In Bremen klafft die Schere zwischen Armut und Reichtum immer stärker auseinander. An dieser zentralen Erkenntnis aus dem zweiten Armuts- und Reichtumsbericht des Senats haben mehrere Bürgerschaftsabgeordnete ihre Fragen und Ausführungen aufgehängt. Die Parlamentarier debattierten am Mittwoch über den Bericht und die darin aufgeführten Programme zur Armutsbekämpfung. Wie ändert man schlechte Lebenslagen am effektivsten? Und: Welche Verantwortung, welchen Spielraum hat der Staat dabei?

Die Vorschläge der Abgeordneten fielen erwartungsgemäß unterschiedlich aus. Einig waren sie sich im Gesamturteil, das am Ende auch Sozialsenatorin Anja Stahmann (Grüne) aufgriff: „Man kann mit so einer sozialen Spaltung nicht zufrieden sein“, sagte sie. Unter anderem müsse in Bremen als „Hochburg der Alleinerziehenden“ der Blick noch stärker auf die Förderung dieser Gruppe gerichtet werden. Und: „Die Stabilisierung der Lebenslagen passiert in den Stadtteilen“, sagte Stahmann. Deshalb müsse es dort mehr Programme – beispielsweise „Wohnen in Nachbarschaften“ (WIN) geben.

Als positive Entwicklung hob sie die gesunkene Quote von Jugendlichen ohne Schulabschluss hervor, ebenso den Ausbau der Kinderbetreuung und die kostenlose Schuldnerberatung.

Aber: Jeder vierte Bremer ist armutsgefährdet. Auf der anderen Seite, das betonte der Abgeordnete der Fraktion Die Linke, Nelson Janßen, hätten sich die privaten Vermögen der Bremer seit 1996 verdoppelt. „Politische Antworten“ seien nötig.

Verfestigte Armut, verfestigter Reichtum – aus Sicht von Klaus Möhle (SPD) ist die Bundesregierung gefordert, gegen die ungleiche Verteilung vorzugehen. Zum Beispiel, indem sie auch auf europäischer Ebene dafür eintritt, Steueroasen abzuschaffen. Am Ende sei die Sozialpolitik nur der Reparaturbetrieb, um Armutslagen abzufedern.

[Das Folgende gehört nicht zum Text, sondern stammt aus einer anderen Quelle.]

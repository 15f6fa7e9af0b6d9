//! Call Interface Builder
//!
//! Turns a return type and ordered argument types into a prepared libffi
//! `ffi_cif`. A `CallDescriptor` owns the cif together with every `ffi_type`
//! it points at, so it can be shared freely once built.

use std::fmt;
use std::os::raw::c_uint;
use std::ptr::{self, addr_of_mut};

use libffi::raw;
use tracing::debug;

use super::error::{FfiError, FfiResult, PrepFailure};
use super::types::{Primitive, TypeDescriptor, TypeKind, POINTER_SIZE};

/// A native calling convention
#[derive(Debug, Clone, Copy, PartialEq, Eq, Hash)]
pub struct Abi(pub raw::ffi_abi);

impl Abi {
    /// The platform default calling convention
    pub const DEFAULT: Abi = Abi(raw::ffi_abi_FFI_DEFAULT_ABI);

    /// Wrap a raw libffi ABI value without validation
    pub fn from_raw(value: raw::ffi_abi) -> Self {
        Abi(value)
    }

    pub fn raw(&self) -> raw::ffi_abi {
        self.0
    }
}

impl Default for Abi {
    fn default() -> Self {
        Abi::DEFAULT
    }
}

/// An aggregate `ffi_type` and the element list it points into
struct OwnedType {
    ty: Box<raw::ffi_type>,
    _elements: Vec<*mut raw::ffi_type>,
}

fn primitive_type(prim: Primitive) -> *mut raw::ffi_type {
    unsafe {
        match prim {
            Primitive::Void => addr_of_mut!(raw::ffi_type_void),
            Primitive::Bool | Primitive::UInt8 => addr_of_mut!(raw::ffi_type_uint8),
            Primitive::Int8 => addr_of_mut!(raw::ffi_type_sint8),
            Primitive::UInt16 => addr_of_mut!(raw::ffi_type_uint16),
            Primitive::Int16 => addr_of_mut!(raw::ffi_type_sint16),
            Primitive::UInt32 => addr_of_mut!(raw::ffi_type_uint32),
            Primitive::Int32 => addr_of_mut!(raw::ffi_type_sint32),
            Primitive::UInt64 => addr_of_mut!(raw::ffi_type_uint64),
            Primitive::Int64 => addr_of_mut!(raw::ffi_type_sint64),
            Primitive::Float => addr_of_mut!(raw::ffi_type_float),
            Primitive::Double => addr_of_mut!(raw::ffi_type_double),
            Primitive::CString => addr_of_mut!(raw::ffi_type_pointer),
            Primitive::SizeT if POINTER_SIZE == 8 => addr_of_mut!(raw::ffi_type_uint64),
            Primitive::SizeT => addr_of_mut!(raw::ffi_type_uint32),
            Primitive::SSizeT if POINTER_SIZE == 8 => addr_of_mut!(raw::ffi_type_sint64),
            Primitive::SSizeT => addr_of_mut!(raw::ffi_type_sint32),
        }
    }
}

/// `ffi_prep_cif` status for an unrepresentable type
const FFI_BAD_TYPEDEF: u32 = 1;

/// Build (or borrow) the libffi type for `ty`, keeping aggregates in `owned`
fn ffi_type_for(ty: &TypeDescriptor, owned: &mut Vec<OwnedType>) -> FfiResult<*mut raw::ffi_type> {
    if ty.is_reference() {
        return Ok(unsafe { addr_of_mut!(raw::ffi_type_pointer) });
    }
    match ty.kind() {
        TypeKind::Primitive(prim) => Ok(primitive_type(*prim)),
        TypeKind::Struct(desc) => {
            // libffi has no packed aggregates. A packed struct laid out exactly
            // like its unpacked form is described as that; any other packed
            // struct cannot be passed by value.
            if desc.is_packed() && !desc.is_naturally_aligned() {
                debug!(ty = %ty, "packed struct with misaligned fields passed by value");
                return Err(FfiError::AbiPreparation {
                    status: FFI_BAD_TYPEDEF,
                    reason: PrepFailure::BadTypedef,
                });
            }

            let mut elements: Vec<*mut raw::ffi_type> = Vec::new();
            for field in desc.fields() {
                let element = ffi_type_for(&field.ty, owned)?;
                elements.extend(std::iter::repeat(element).take(field.slots()));
            }
            elements.push(ptr::null_mut());

            // size and alignment are left zero for ffi_prep_cif to compute
            let mut aggregate: Box<raw::ffi_type> = Box::new(unsafe { std::mem::zeroed() });
            aggregate.type_ = raw::FFI_TYPE_STRUCT as _;
            aggregate.elements = elements.as_mut_ptr();
            let ptr: *mut raw::ffi_type = &mut *aggregate;
            owned.push(OwnedType {
                ty: aggregate,
                _elements: elements,
            });
            Ok(ptr)
        }
        TypeKind::Pointer | TypeKind::Function(_) => Ok(unsafe { addr_of_mut!(raw::ffi_type_pointer) }),
    }
}

/// A prepared call interface
pub struct CallDescriptor {
    cif: Box<raw::ffi_cif>,
    _arg_ptrs: Vec<*mut raw::ffi_type>,
    _owned: Vec<OwnedType>,
    return_type: TypeDescriptor,
    arg_types: Vec<TypeDescriptor>,
    abi: Abi,
    fixed_args: Option<usize>,
}

// Safety: the cif and its types are written once by ffi_prep_cif and only
// read afterwards, by ffi_call and by closures.
unsafe impl Send for CallDescriptor {}
unsafe impl Sync for CallDescriptor {}

impl CallDescriptor {
    /// Prepare a fixed-arity call interface
    pub fn new(
        return_type: TypeDescriptor,
        arg_types: Vec<TypeDescriptor>,
        abi: Abi,
    ) -> FfiResult<Self> {
        Self::prepare(return_type, arg_types, abi, None)
    }

    /// Prepare a variadic call interface whose first `fixed_args` are named
    pub fn variadic(
        return_type: TypeDescriptor,
        arg_types: Vec<TypeDescriptor>,
        fixed_args: usize,
        abi: Abi,
    ) -> FfiResult<Self> {
        if fixed_args < 1 || arg_types.len() < fixed_args {
            return Err(FfiError::InvalidArity {
                fixed: fixed_args,
                total: arg_types.len(),
            });
        }
        Self::prepare(return_type, arg_types, abi, Some(fixed_args))
    }

    fn prepare(
        return_type: TypeDescriptor,
        arg_types: Vec<TypeDescriptor>,
        abi: Abi,
        fixed_args: Option<usize>,
    ) -> FfiResult<Self> {
        let mut owned = Vec::new();
        let rtype = ffi_type_for(&return_type, &mut owned)?;
        let mut arg_ptrs = arg_types
            .iter()
            .map(|ty| ffi_type_for(ty, &mut owned))
            .collect::<FfiResult<Vec<*mut raw::ffi_type>>>()?;
        let atypes = if arg_ptrs.is_empty() {
            ptr::null_mut()
        } else {
            arg_ptrs.as_mut_ptr()
        };

        let mut cif: Box<raw::ffi_cif> = Box::new(unsafe { std::mem::zeroed() });
        let nargs = arg_types.len() as c_uint;
        let status = unsafe {
            match fixed_args {
                None => raw::ffi_prep_cif(&mut *cif, abi.0, nargs, rtype, atypes),
                Some(fixed) => raw::ffi_prep_cif_var(
                    &mut *cif,
                    abi.0,
                    fixed as c_uint,
                    nargs,
                    rtype,
                    atypes,
                ),
            }
        } as u32;

        if status != 0 {
            let reason = PrepFailure::from_status(status);
            debug!(status, %reason, ret = %return_type, nargs, "ffi_prep_cif rejected signature");
            return Err(FfiError::AbiPreparation { status, reason });
        }

        debug!(ret = %return_type, nargs, variadic = fixed_args.is_some(), "prepared call interface");
        Ok(Self {
            cif,
            _arg_ptrs: arg_ptrs,
            _owned: owned,
            return_type,
            arg_types,
            abi,
            fixed_args,
        })
    }

    pub fn return_type(&self) -> &TypeDescriptor {
        &self.return_type
    }

    pub fn arg_types(&self) -> &[TypeDescriptor] {
        &self.arg_types
    }

    pub fn abi(&self) -> Abi {
        self.abi
    }

    /// Named argument count of a variadic interface
    pub fn fixed_args(&self) -> Option<usize> {
        self.fixed_args
    }

    pub fn is_variadic(&self) -> bool {
        self.fixed_args.is_some()
    }

    pub(crate) fn as_raw_ptr(&self) -> *mut raw::ffi_cif {
        &*self.cif as *const raw::ffi_cif as *mut raw::ffi_cif
    }
}

impl fmt::Debug for CallDescriptor {
    fn fmt(&self, f: &mut fmt::Formatter<'_>) -> fmt::Result {
        f.debug_struct("CallDescriptor")
            .field("return_type", &self.return_type.to_string())
            .field(
                "arg_types",
                &self.arg_types.iter().map(|t| t.to_string()).collect::<Vec<_>>(),
            )
            .field("abi", &self.abi)
            .field("fixed_args", &self.fixed_args)
            .finish()
    }
}

impl fmt::Display for CallDescriptor {
    fn fmt(&self, f: &mut fmt::Formatter<'_>) -> fmt::Result {
        write!(f, "{} (", self.return_type)?;
        for (i, arg) in self.arg_types.iter().enumerate() {
            if i > 0 {
                write!(f, ", ")?;
            }
            if Some(i) == self.fixed_args {
                write!(f, "... ")?;
            }
            write!(f, "{}", arg)?;
        }
        write!(f, ")")
    }
}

Wirtschaft und Arbeit seien vorher gefordert. Prävention sei besser als Reparatur. Ausdrücklich lobte er die WIN-Projekte und plädierte für deren Aufstockung

Arbeit und Bildung seien die besten Instrumente gegen Armut, das betonten mehrere Abgeordnete. Susanne Wendland (Grüne) beispielsweise, die nicht zuletzt aus diesem Grund auch Alleinerziehenden ein Anrecht auf Ganztagsbetreuungsplätze für ihre Kinder geben möchte. Sigrid Grönert (CDU) hob die Bedeutung von Ausbildungsplätzen in Teilzeit für Mütter hervor. Auch Magnus Buhlert (FDP) nahm den Aspekt Arbeit in den Fokus, allerdings mit anderer Schlussfolgerung: „Auskömmliche Arbeitsplätze schafft die Wirtschaft, nicht der Staat.“ Unternehmer dürften nicht mit höheren Steuern belastet werden, weil es sie an Investitionen in Arbeitsplatzschaffung hindere.